Boots è, infatti, una sorta di “Full Metal Jacket in versione dramedy e LGBTQ+”  in cui il coming-of-age del protagonista di turno avviene nel contesto di un campo militare estivo dei marines.

FULL METAL JACKET GAY


Lo show è ambientato nel 1990 (a differenza del romanzo che è ambientato negli anni 80), anno emblematico dello scoppio della Prima Guerra del Golfo, evidentemente non scelto a caso.
Protagonista è Cameron Cope (Miles Heizer già visto in 13 Reasons Why), adolescente americano perennemente bullizzato che cerca, a fatica, di nascondere la sua omosessualità. Il suo unico amico è Ray (Liam Oh), apparentemente più forte e sicuro di sé ma in realtà succube dell’ingombrante figura del padre, importante generale dell’aeronautica.
Quando, proprio da quest’ultimo, Ray è costretto ad iscriversi ad un campo estivo militare, un vero e proprio “campus” di reclutamento per futuri marines, Cameron, per paura di perdere l’unica persona con cui confidarsi (e forse un po’ per sentirsi finalmente parte di un gruppo), decide, più o meno consapevolmente, di iscriversi anche lui.
C’è solo un piccolo problema: ovviamente l’omosessualità non è ben vista negli ambienti militari. Tuttavia Cameron si accorgerà ben presto di non essere l’unico nel campus in questa “condizione”. E che, anzi, perfino i cosiddetti “maschi alpha” che partecipano al campus in realtà nascondono ciascuno delle piccole fragilità (chi soffre di obesità, chi è vittima di razzismo…) che si nascondono dietro il loro apparente machismo.

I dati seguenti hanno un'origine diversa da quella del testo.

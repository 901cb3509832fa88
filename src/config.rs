//! Operator configuration (`~/.config/devbox/config.toml`).
//!
//! Every section is optional. Provider tokens can also come from
//! `DEVBOX_<PROVIDER>_TOKEN` environment variables, which win over the file.

use anyhow::{Context, Result};
use serde::{Deserialize, Serialize};
use std::collections::BTreeMap;
use std::fs;
use std::path::{Path, PathBuf};
use std::time::Duration;

use crate::paths;
use sshkit::RetryConfig;
use vpskit::{PollConfig, ProviderSettings};

/// Config file name inside the config directory
pub const CONFIG_FILE: &str = "config.toml";

/// Default desired-state file name inside the config directory
pub const DESIRED_FILE: &str = "devbox.toml";

#[derive(Debug, Clone, Default, Serialize, Deserialize)]
#[serde(default)]
pub struct DevboxConfig {
    /// Desired-state file; defaults to `<config dir>/devbox.toml`
    pub desired_state: Option<String>,
    pub operator: OperatorConfig,
    pub credential: CredentialConfig,
    pub ssh: SshConfig,
    pub provisioning: ProvisioningConfig,
    pub proxy: ProxyConfig,
    pub providers: BTreeMap<String, ProviderConfig>,
}

/// Who is provisioning
#[derive(Debug, Clone, Serialize, Deserialize)]
#[serde(default)]
pub struct OperatorConfig {
    /// Stable identifier; becomes the remote login name
    pub id: String,
    /// Contact address for the reverse proxy's ACME account
    pub email: String,
}

impl Default for OperatorConfig {
    fn default() -> Self {
        Self {
            id: "devbox".to_string(),
            email: String::new(),
        }
    }
}

#[derive(Debug, Clone, Default, Serialize, Deserialize)]
#[serde(default)]
pub struct CredentialConfig {
    /// Private key path; defaults to `<config dir>/id_rsa`
    pub private_key: Option<String>,
    /// Public key path; defaults to the private key path plus `.pub`
    pub public_key: Option<String>,
}

#[derive(Debug, Clone, Serialize, Deserialize)]
#[serde(default)]
pub struct SshConfig {
    pub port: u16,
    pub max_attempts: u32,
    pub retry_delay_secs: u64,
}

impl Default for SshConfig {
    fn default() -> Self {
        Self {
            port: sshkit::DEFAULT_PORT,
            max_attempts: 10,
            retry_delay_secs: 3,
        }
    }
}

impl SshConfig {
    pub fn retry(&self) -> RetryConfig {
        RetryConfig::fixed(
            self.max_attempts.max(1),
            Duration::from_secs(self.retry_delay_secs),
        )
    }
}

#[derive(Debug, Clone, Serialize, Deserialize)]
#[serde(default)]
pub struct ProvisioningConfig {
    pub poll_interval_secs: u64,
    pub poll_timeout_secs: u64,
    /// Resources provisioned in parallel (1 = sequential)
    pub jobs: usize,
}

impl Default for ProvisioningConfig {
    fn default() -> Self {
        Self {
            poll_interval_secs: 3,
            poll_timeout_secs: 600,
            jobs: 1,
        }
    }
}

impl ProvisioningConfig {
    pub fn poll(&self) -> PollConfig {
        PollConfig {
            interval: Duration::from_secs(self.poll_interval_secs),
            timeout: Duration::from_secs(self.poll_timeout_secs),
        }
    }
}

/// Reverse proxy installed on hosts that declare virtual hosts
#[derive(Debug, Clone, Serialize, Deserialize)]
#[serde(default)]
pub struct ProxyConfig {
    /// Endpoint answering Caddy's forward_auth subrequests
    pub forward_auth: String,
    /// Login path on the auth endpoint
    pub login_uri: String,
    pub image: String,
    /// Docker network shared with the proxied containers
    pub network: String,
}

impl Default for ProxyConfig {
    fn default() -> Self {
        Self {
            forward_auth: "https://www.devboxui.com".to_string(),
            login_uri: "/user/login?destination=vhost-auth".to_string(),
            image: "caddy:2".to_string(),
            network: "ddev_default".to_string(),
        }
    }
}

#[derive(Debug, Clone, Default, Serialize, Deserialize)]
#[serde(default)]
pub struct ProviderConfig {
    pub token: Option<String>,
    /// Override of the vendor API base URL
    pub api_base: Option<String>,
}

impl DevboxConfig {
    /// Load from the default location, falling back to defaults when absent
    pub fn load() -> Result<Self> {
        let path = paths::config_dir()?.join(CONFIG_FILE);
        Self::load_from(&path)
    }

    /// Load from `path`, falling back to defaults when absent
    pub fn load_from(path: &Path) -> Result<Self> {
        if !path.exists() {
            log::debug!("No config at {}, using defaults", path.display());
            return Ok(Self::default());
        }

        let content = fs::read_to_string(path)
            .with_context(|| format!("Could not read {}", path.display()))?;
        let config: Self = toml::from_str(&content)
            .with_context(|| format!("Invalid config file: {}", path.display()))?;

        log::debug!("Loaded config from {}", path.display());
        Ok(config)
    }

    /// Desired-state file path
    pub fn desired_state_path(&self) -> Result<PathBuf> {
        match &self.desired_state {
            Some(path) => Ok(paths::expand(path)),
            None => Ok(paths::config_dir()?.join(DESIRED_FILE)),
        }
    }

    /// Private and public key paths
    pub fn credential_paths(&self) -> Result<(PathBuf, PathBuf)> {
        let private = match &self.credential.private_key {
            Some(path) => paths::expand(path),
            None => paths::config_dir()?.join("id_rsa"),
        };
        let public = match &self.credential.public_key {
            Some(path) => paths::expand(path),
            None => PathBuf::from(format!("{}.pub", private.display())),
        };
        Ok((private, public))
    }

    /// Adapter settings for `provider`, with the env token override applied
    pub fn provider_settings(&self, provider: &str) -> ProviderSettings {
        let configured = self.providers.get(provider).cloned().unwrap_or_default();
        let token = std::env::var(token_env_var(provider))
            .ok()
            .filter(|t| !t.is_empty())
            .or(configured.token);

        ProviderSettings {
            token,
            api_base: configured.api_base,
            poll: self.provisioning.poll(),
        }
    }
}

/// `DEVBOX_<PROVIDER>_TOKEN`
pub fn token_env_var(provider: &str) -> String {
    format!(
        "DEVBOX_{}_TOKEN",
        provider.to_uppercase().replace(['-', '.'], "_")
    )
}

FRA SCRUBS E UNO “SQUID GAME PIÙ AUTO-IRONICO”


Nonostante dunque non manchino i classici episodi di nonnismo, Cameron si scopre in realtà capace di una forza interiore di cui non era consapevole, arrivando perfino a poter essere una sorta di leader per gli altri commilitoni (emblematica, da questo punto di vista, la scena della “prova estrema” dove è lui a fare forza al compagno in difficoltà).
Ma soprattutto troverà finalmente una fratellanza che non aveva mai potuto sperimentare nella società “civile”. Tutto questo, però, con la consapevolezza di non poter rivelare agli altri la propria omosessualità, pena l’esclusione dal campus.
Il tono dramedy dello show aiuta sicuramente a rendere più “pop” la tematica in questione, l’omosessualità all’interno delle forze armate, senza appesantirla troppo.
E il genere scelto del coming-of-age ben si addice a tutto questo, rendendo Boots uno strano mix fra Scrubs (anche Cameron, come JD, spesso si isola mentalmente parlando con la propria coscienza) e una sorta di “Squid Game molto più auto-ironico” in cui la tematica sociale rimane pressoché sullo sfondo concentrandosi piuttosto sulla caratterizzazione e il percorso evolutivo dei personaggi descritti.

CONCLUSIONI


Si tratta di uno show decisamente originale e unico nel suo genere, cercando un approccio inusuale per trattare temi comunque pesanti e d’attualità.
Al centro c’è ovviamente l’accettazione di sé e la ricerca della propria identità all’interno di un gruppo sociale, il tutto affrontato con uno stile molto disincantato e ironico (anche se non mancano i momenti più drama ovviamente).
Non mancano anche dei difetti, come la disuguaglianza di caratterizzazione fra i personaggi mostrati, per cui qui ad emergere sono soprattutto Cameron e Ray, mentre per tutti gli altri bisognerà aspettare probabilmente le prossime puntate. Altri sono decisamente esagerati e fin troppo sopra le righe perfino per un prodotto del genere (vedasi la storyline di Vera Farmiga che interpreta la madre di Cameron).
Ma in generale si può tranquillamente affermare che Boots è uno dei prodotti più interessanti usciti quest’anno da Netflix.

 

THUMBS UP 👍 THUMBS DOWN 👎
  • Serie dramedy LGBTQ+ decisamente inusuale per questo tipo di produzioni
  • Mix fra Scrubs, Squid Game e Full Metal Jacket
  • Miles Hizer e Liam Oh
  • Scena della “prova estrema” e fratellanza fra “camerati”
  • Sergente Sullivan nel finale che promette nuovi risvolti per i prossimi episodi
  • Personaggio di Vera Farmiga un po’ troppo sopra le righe perfino per una serie del genere
  • Forse un po’ troppo veloce come episodio pilota e con plot twist abbastanza telefonati

 

Boots rappresenta qualcosa di molto “netflixiano” come impostazione e, allo stesso tempo, di veramente inusuale perfino per una produzione del genere. L’aspetto “dramedy” che caratterizza la serie aiuta a stemperare e a rendere “pop” una tematica che, soprattutto negli States in cui tale show è prodotto, è diventata sempre più attuale. E per questo almeno l’episodio pilota merita sicuramente una visione.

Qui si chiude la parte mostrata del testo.